But In mathematic sense, when A is B then B is also A

From a logical perspective, the verb “to be” is overloaded. In this sentence, “is” means “identity”, which is a symmetric, reflexive, transitive relation, so A = B <=> B = A. If Superman is Clark Kent, then Clark Kent is also Superman.

In the example you quoted, “a primary expression is also a postfix expression”, “is” means “for every x, if x has property A then x also has property B”. This is not a symmetric relation. For example, every human is mortal, but not every mortal is human. (Sometimes, this is shortened to “humans are mortal” or in this case “A human is moral, provided…”)

Another common use is “x is F” as in “Socrates is human”, where “is” means “exemplifies the property” or “has the property”. This is not a relation (not in first order logic, anyway), so the terms reflective/symmetric/transitive don’t really apply, but you can’t deduce from “Socrates is human” that “human is Socrates” or from “Socrates is human and Mike Tyson is human” that “Socrates is Mike Tyson”.

The difference is that Socrates, Clark Kent and Superman are individuals (and A and B are meant to be variables referring to individuals) while “primary expression”, “postfix expression”, “human”, “mortal” are properties.

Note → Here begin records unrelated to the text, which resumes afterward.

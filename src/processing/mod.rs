//! Resume text extraction pipeline

pub mod education;
pub mod experience;
pub mod fields;
pub mod normalizer;
pub mod parser;
pub mod profile;
pub mod projects;
pub mod sections;
pub mod skills;

pub use skills::categorize_skill;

Things get really weird when you have a sentence like “Socrates was Plato’s teacher”, because “Plato’s teacher” is a property, but only one individual has (had) this property, so it can also be used as a name for that individual (in fact, according to some theories of naming, proper names like “Plato” and “Socrates” are simply properties that are only exemplified by one individual and names of fictional characters like “Clark Kent” and “Superman” are actually properties that aren’t exemplified by anything). So you might deduce from “Socrates was Plato’s Teacher” and “Plato’s teacher was poisoned” that “Socrates was poisoned”. But this is really a border case that only works because Plato had only one teacher.

But In mathematic sense, when A is B then B is also A. I don’t get this. How come this is not true? what sort of logic is this or am i missing something here?

To give it a mathematical sense, you have to define the meaning of **is** in the sentence ”A is B” in a precise, mathematical way.

I will use small letters from now on (”a is b” instead of ”A is B”) to indicate elements of a set, and capital letters to indicate sets.

Take a set A and a relation R that is a subset of A x A, i.e. a set of pairs {(a1, b1), (a2, b2) … | a1, a2, b1, b2, … in A}. Instead of writing “(a1, b1) belongs to R”, write “a1 R b1”.

If the relation is

- Reflexive: for all a in A, we have a R a.
- Symmetric: for all a, b in A, we have that a R b implies b R a.
- Transitive: for all a, b, c in A, we have that a R b and b R c implies a R c.

then R is called an equivalence relation.

An example of an equivalence relation is the following:

- A is the set of all Java String objects.
- For any two strings s1, s2, define s1 R s2 if and only if s1.equals(s2)

A particular equivalence relation is the identity. R is the identify of a set A, if, for all a, b in A, a R b implies a = b. (‘=’ is equal in a mathematical sense).

An example in Java is the == operator on objects, i.e., for two objects o1, o2, let o1 R o2 if and only if o1 == o2.

Coming back to your question: “A is B then B is also A” refers to a symmetric relation, and the two Java examples above (relations induced by equals(), ==) are example thereof. In this case, a programming language feature corresponds to your “mathematic sense”.

There is however, another informal use of “A is B”. Let A and B be two sets, and A a subset of B. In this case we say “A is B” (e.g. a Dialog **is** a Widget) meaning “an element a of A is also an element of B”. In general, A is a subset of B does not imply that B is a subset of A. This is only the case when the two sets are equal. Note that the subset relation is a relation between sets and not between their elements.

If A is a subset of B but A **is not** equal to B, we say that A is a **proper subset** of B. In your example, the set of **primary expressions** is a proper subset of the set of **postfix expressions**.

So, according to the context and the precise definition of “A”, “B”, and “is” your statement “when A is B then B is also A” can be true or false.

You can look for examples of logic in programs, but the question I think you’re answering isn’t really appropriate (if you’re asking it as a logician), since **programs are sets of instructions not logical statements** (in the symbolic logic sense).